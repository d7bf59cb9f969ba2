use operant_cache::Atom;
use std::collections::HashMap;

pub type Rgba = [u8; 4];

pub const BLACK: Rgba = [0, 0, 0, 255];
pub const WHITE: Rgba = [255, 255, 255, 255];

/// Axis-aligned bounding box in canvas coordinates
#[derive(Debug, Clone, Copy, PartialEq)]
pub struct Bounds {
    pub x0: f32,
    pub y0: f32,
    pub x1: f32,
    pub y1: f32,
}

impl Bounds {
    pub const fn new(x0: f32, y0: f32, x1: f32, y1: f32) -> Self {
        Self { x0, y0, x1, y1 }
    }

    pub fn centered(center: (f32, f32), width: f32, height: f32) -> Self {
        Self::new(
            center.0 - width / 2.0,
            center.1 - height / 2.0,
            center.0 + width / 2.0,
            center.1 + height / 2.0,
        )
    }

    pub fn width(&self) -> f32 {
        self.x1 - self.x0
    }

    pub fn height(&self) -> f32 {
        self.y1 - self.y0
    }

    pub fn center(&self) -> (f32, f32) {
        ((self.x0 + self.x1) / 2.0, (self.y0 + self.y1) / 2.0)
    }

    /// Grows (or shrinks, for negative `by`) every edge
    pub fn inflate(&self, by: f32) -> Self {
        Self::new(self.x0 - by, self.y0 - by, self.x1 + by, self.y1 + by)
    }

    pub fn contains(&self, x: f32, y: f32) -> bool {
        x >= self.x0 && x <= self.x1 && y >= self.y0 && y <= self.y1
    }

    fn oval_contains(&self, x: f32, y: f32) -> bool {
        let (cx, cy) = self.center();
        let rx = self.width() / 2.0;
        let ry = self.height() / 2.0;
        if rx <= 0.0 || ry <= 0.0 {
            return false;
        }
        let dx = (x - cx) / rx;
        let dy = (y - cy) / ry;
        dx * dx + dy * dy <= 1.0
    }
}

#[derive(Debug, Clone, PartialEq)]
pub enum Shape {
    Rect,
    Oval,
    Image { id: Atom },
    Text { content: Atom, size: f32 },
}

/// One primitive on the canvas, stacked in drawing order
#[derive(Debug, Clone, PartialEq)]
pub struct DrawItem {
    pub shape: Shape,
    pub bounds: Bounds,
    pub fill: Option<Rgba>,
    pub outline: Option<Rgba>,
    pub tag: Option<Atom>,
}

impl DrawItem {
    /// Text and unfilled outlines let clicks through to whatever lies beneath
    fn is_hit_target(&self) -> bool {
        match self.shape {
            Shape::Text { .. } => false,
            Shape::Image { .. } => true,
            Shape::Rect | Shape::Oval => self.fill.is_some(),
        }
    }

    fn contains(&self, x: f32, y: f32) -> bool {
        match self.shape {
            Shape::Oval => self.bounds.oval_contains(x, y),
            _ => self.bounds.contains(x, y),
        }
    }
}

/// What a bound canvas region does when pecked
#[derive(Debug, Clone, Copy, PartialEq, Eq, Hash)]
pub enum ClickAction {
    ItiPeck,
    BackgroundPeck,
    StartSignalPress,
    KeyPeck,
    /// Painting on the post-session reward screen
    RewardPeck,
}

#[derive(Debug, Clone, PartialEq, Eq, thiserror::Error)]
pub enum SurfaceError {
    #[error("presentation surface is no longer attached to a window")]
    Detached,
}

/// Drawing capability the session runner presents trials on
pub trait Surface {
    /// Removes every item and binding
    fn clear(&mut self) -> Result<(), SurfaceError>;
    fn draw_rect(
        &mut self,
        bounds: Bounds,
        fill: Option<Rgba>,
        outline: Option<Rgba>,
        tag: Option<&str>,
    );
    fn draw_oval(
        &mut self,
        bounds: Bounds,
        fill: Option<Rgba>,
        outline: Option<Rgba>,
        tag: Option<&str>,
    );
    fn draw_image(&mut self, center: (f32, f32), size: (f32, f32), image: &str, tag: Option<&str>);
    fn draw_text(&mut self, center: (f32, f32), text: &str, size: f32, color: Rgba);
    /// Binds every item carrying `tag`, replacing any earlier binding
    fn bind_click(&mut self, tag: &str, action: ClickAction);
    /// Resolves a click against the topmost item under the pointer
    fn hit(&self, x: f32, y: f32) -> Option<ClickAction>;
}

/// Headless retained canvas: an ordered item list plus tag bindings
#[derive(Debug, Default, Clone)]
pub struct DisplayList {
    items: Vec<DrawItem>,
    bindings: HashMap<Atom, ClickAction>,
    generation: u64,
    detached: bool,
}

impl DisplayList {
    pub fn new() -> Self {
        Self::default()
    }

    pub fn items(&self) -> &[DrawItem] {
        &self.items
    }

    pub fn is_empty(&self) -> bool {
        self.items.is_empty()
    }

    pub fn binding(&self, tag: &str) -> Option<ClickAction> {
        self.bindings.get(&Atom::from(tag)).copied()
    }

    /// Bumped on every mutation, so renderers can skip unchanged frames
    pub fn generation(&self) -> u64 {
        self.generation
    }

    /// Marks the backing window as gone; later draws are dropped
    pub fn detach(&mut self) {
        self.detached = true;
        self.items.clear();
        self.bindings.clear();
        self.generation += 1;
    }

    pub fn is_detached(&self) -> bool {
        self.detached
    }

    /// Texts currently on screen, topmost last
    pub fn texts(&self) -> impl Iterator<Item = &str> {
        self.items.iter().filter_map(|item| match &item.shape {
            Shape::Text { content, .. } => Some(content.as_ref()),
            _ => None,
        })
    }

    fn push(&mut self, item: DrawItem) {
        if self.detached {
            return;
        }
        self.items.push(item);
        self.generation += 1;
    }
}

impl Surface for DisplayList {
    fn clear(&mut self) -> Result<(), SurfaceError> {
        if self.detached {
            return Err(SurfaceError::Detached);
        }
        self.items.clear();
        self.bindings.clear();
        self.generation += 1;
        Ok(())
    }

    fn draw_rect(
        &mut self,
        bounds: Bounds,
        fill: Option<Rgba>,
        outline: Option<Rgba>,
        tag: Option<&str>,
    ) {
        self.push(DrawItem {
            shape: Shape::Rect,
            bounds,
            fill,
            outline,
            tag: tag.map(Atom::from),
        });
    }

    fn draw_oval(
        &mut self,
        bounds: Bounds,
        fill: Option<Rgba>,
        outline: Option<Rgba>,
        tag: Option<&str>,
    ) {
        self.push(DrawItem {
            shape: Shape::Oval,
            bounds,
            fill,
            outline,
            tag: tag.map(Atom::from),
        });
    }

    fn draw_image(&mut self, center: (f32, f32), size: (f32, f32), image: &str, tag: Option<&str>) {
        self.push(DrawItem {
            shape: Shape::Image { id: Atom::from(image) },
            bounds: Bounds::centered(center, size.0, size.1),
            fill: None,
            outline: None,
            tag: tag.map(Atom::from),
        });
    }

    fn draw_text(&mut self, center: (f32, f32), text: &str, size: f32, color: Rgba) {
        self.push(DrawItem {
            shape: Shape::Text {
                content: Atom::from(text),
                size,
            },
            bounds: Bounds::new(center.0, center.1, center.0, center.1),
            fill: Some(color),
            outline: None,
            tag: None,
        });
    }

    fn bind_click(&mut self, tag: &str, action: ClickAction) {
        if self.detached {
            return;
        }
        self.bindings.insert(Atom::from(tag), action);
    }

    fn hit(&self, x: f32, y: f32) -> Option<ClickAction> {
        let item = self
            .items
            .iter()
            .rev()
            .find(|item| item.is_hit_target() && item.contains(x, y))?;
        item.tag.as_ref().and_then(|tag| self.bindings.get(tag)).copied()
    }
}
= = = =
[Instructions for the task] Every entry, from top to bottom, should be repeated word for word.

[Response to the task]
repository d7bf59cb9f969ba2
use operant_cache::Atom;
use std::collections::HashMap;

pub type Rgba = [u8; 4];

pub const BLACK: Rgba = [0, 0, 0, 255];
pub const WHITE: Rgba = [255, 255, 255, 255];

/// Axis-aligned bounding box in canvas coordinates
#[derive(Debug, Clone, Copy, PartialEq)]
pub struct Bounds {
    pub x0: f32,
    pub y0: f32,
    pub x1: f32,
    pub y1: f32,
}

impl Bounds {
    pub const fn new(x0: f32, y0: f32, x1: f32, y1: f32) -> Self {
        Self { x0, y0, x1, y1 }
    }

    pub fn centered(center: (f32, f32), width: f32, height: f32) -> Self {
        Self::new(
            center.0 - width / 2.0,
            center.1 - height / 2.0,
            center.0 + width / 2.0,
            center.1 + height / 2.0,
        )
    }

    pub fn width(&self) -> f32 {
        self.x1 - self.x0
    }

    pub fn height(&self) -> f32 {
        self.y1 - self.y0
    }

    pub fn center(&self) -> (f32, f32) {
        ((self.x0 + self.x1) / 2.0, (self.y0 + self.y1) / 2.0)
    }

    /// Grows (or shrinks, for negative `by`) every edge
    pub fn inflate(&self, by: f32) -> Self {
        Self::new(self.x0 - by, self.y0 - by, self.x1 + by, self.y1 + by)
    }

    pub fn contains(&self, x: f32, y: f32) -> bool {
        x >= self.x0 && x <= self.x1 && y >= self.y0 && y <= self.y1
    }

    fn oval_contains(&self, x: f32, y: f32) -> bool {
        let (cx, cy) = self.center();
        let rx = self.width() / 2.0;
        let ry = self.height() / 2.0;
        if rx <= 0.0 || ry <= 0.0 {
            return false;
        }
        let dx = (x - cx) / rx;
        let dy = (y - cy) / ry;
        dx * dx + dy * dy <= 1.0
    }
}

#[derive(Debug, Clone, PartialEq)]
pub enum Shape {
    Rect,
    Oval,
    Image { id: Atom },
    Text { content: Atom, size: f32 },
}

/// One primitive on the canvas, stacked in drawing order
#[derive(Debug, Clone, PartialEq)]
pub struct DrawItem {
    pub shape: Shape,
    pub bounds: Bounds,
    pub fill: Option<Rgba>,
    pub outline: Option<Rgba>,
    pub tag: Option<Atom>,
}

impl DrawItem {
    /// Text and unfilled outlines let clicks through to whatever lies beneath
    fn is_hit_target(&self) -> bool {
        match self.shape {
            Shape::Text { .. } => false,
            Shape::Image { .. } => true,
            Shape::Rect | Shape::Oval => self.fill.is_some(),
        }
    }

    fn contains(&self, x: f32, y: f32) -> bool {
        match self.shape {
            Shape::Oval => self.bounds.oval_contains(x, y),
            _ => self.bounds.contains(x, y),
        }
    }
}

/// What a bound canvas region does when pecked
#[derive(Debug, Clone, Copy, PartialEq, Eq, Hash)]
pub enum ClickAction {
    ItiPeck,
    BackgroundPeck,
    StartSignalPress,
    KeyPeck,
    /// Painting on the post-session reward screen
    RewardPeck,
}

#[derive(Debug, Clone, PartialEq, Eq, thiserror::Error)]
pub enum SurfaceError {
    #[error("presentation surface is no longer attached to a window")]
    Detached,
}

/// Drawing capability the session runner presents trials on
pub trait Surface {
    /// Removes every item and binding
    fn clear(&mut self) -> Result<(), SurfaceError>;
    fn draw_rect(
        &mut self,
        bounds: Bounds,
        fill: Option<Rgba>,
        outline: Option<Rgba>,
        tag: Option<&str>,
    );
    fn draw_oval(
        &mut self,
        bounds: Bounds,
        fill: Option<Rgba>,
        outline: Option<Rgba>,
        tag: Option<&str>,
    );
    fn draw_image(&mut self, center: (f32, f32), size: (f32, f32), image: &str, tag: Option<&str>);
    fn draw_text(&mut self, center: (f32, f32), text: &str, size: f32, color: Rgba);
    /// Binds every item carrying `tag`, replacing any earlier binding
    fn bind_click(&mut self, tag: &str, action: ClickAction);
    /// Resolves a click against the topmost item under the pointer
    fn hit(&self, x: f32, y: f32) -> Option<ClickAction>;
}

/// Headless retained canvas: an ordered item list plus tag bindings
#[derive(Debug, Default, Clone)]
pub struct DisplayList {
    items: Vec<DrawItem>,
    bindings: HashMap<Atom, ClickAction>,
    generation: u64,
    detached: bool,
}

impl DisplayList {
    pub fn new() -> Self {
        Self::default()
    }

    pub fn items(&self) -> &[DrawItem] {
        &self.items
    }

    pub fn is_empty(&self) -> bool {
        self.items.is_empty()
    }

    pub fn binding(&self, tag: &str) -> Option<ClickAction> {
        self.bindings.get(&Atom::from(tag)).copied()
    }

    /// Bumped on every mutation, so renderers can skip unchanged frames
    pub fn generation(&self) -> u64 {
        self.generation
    }

    /// Marks the backing window as gone; later draws are dropped
    pub fn detach(&mut self) {
        self.detached = true;
        self.items.clear();
        self.bindings.clear();
        self.generation += 1;
    }

    pub fn is_detached(&self) -> bool {
        self.detached
    }

    /// Texts currently on screen, topmost last
    pub fn texts(&self) -> impl Iterator<Item = &str> {
        self.items.iter().filter_map(|item| match &item.shape {
            Shape::Text { content, .. } => Some(content.as_ref()),
            _ => None,
        })
    }

    fn push(&mut self, item: DrawItem) {
        if self.detached {
            return;
        }
        self.items.push(item);
        self.generation += 1;
    }
}

impl Surface for DisplayList {
    fn clear(&mut self) -> Result<(), SurfaceError> {
        if self.detached {
            return Err(SurfaceError::Detached);
        }
        self.items.clear();
        self.bindings.clear();
        self.generation += 1;
        Ok(())
    }

    fn draw_rect(
        &mut self,
        bounds: Bounds,
        fill: Option<Rgba>,
        outline: Option<Rgba>,
        tag: Option<&str>,
    ) {
        self.push(DrawItem {
            shape: Shape::Rect,
            bounds,
            fill,
            outline,
            tag: tag.map(Atom::from),
        });
    }

    fn draw_oval(
        &mut self,
        bounds: Bounds,
        fill: Option<Rgba>,
        outline: Option<Rgba>,
        tag: Option<&str>,
    ) {
        self.push(DrawItem {
            shape: Shape::Oval,
            bounds,
            fill,
            outline,
            tag: tag.map(Atom::from),
        });
    }

    fn draw_image(&mut self, center: (f32, f32), size: (f32, f32), image: &str, tag: Option<&str>) {
        self.push(DrawItem {
            shape: Shape::Image { id: Atom::from(image) },
            bounds: Bounds::centered(center, size.0, size.1),
            fill: None,
            outline: None,
            tag: tag.map(Atom::from),
        });
    }

    fn draw_text(&mut self, center: (f32, f32), text: &str, size: f32, color: Rgba) {
        self.push(DrawItem {
            shape: Shape::Text {
                content: Atom::from(text),
                size,
            },
            bounds: Bounds::new(center.0, center.1, center.0, center.1),
            fill: Some(color),
            outline: None,
            tag: None,
        });
    }

    fn bind_click(&mut self, tag: &str, action: ClickAction) {
        if self.detached {
            return;
        }
        self.bindings.insert(Atom::from(tag), action);
    }

    fn hit(&self, x: f32, y: f32) -> Option<ClickAction> {
        let item = self
            .items
            .iter()
            .rev()
            .find(|item| item.is_hit_target() && item.contains(x, y))?;
        item.tag.as_ref().and_then(|tag| self.bindings.get(tag)).copied()
    }
}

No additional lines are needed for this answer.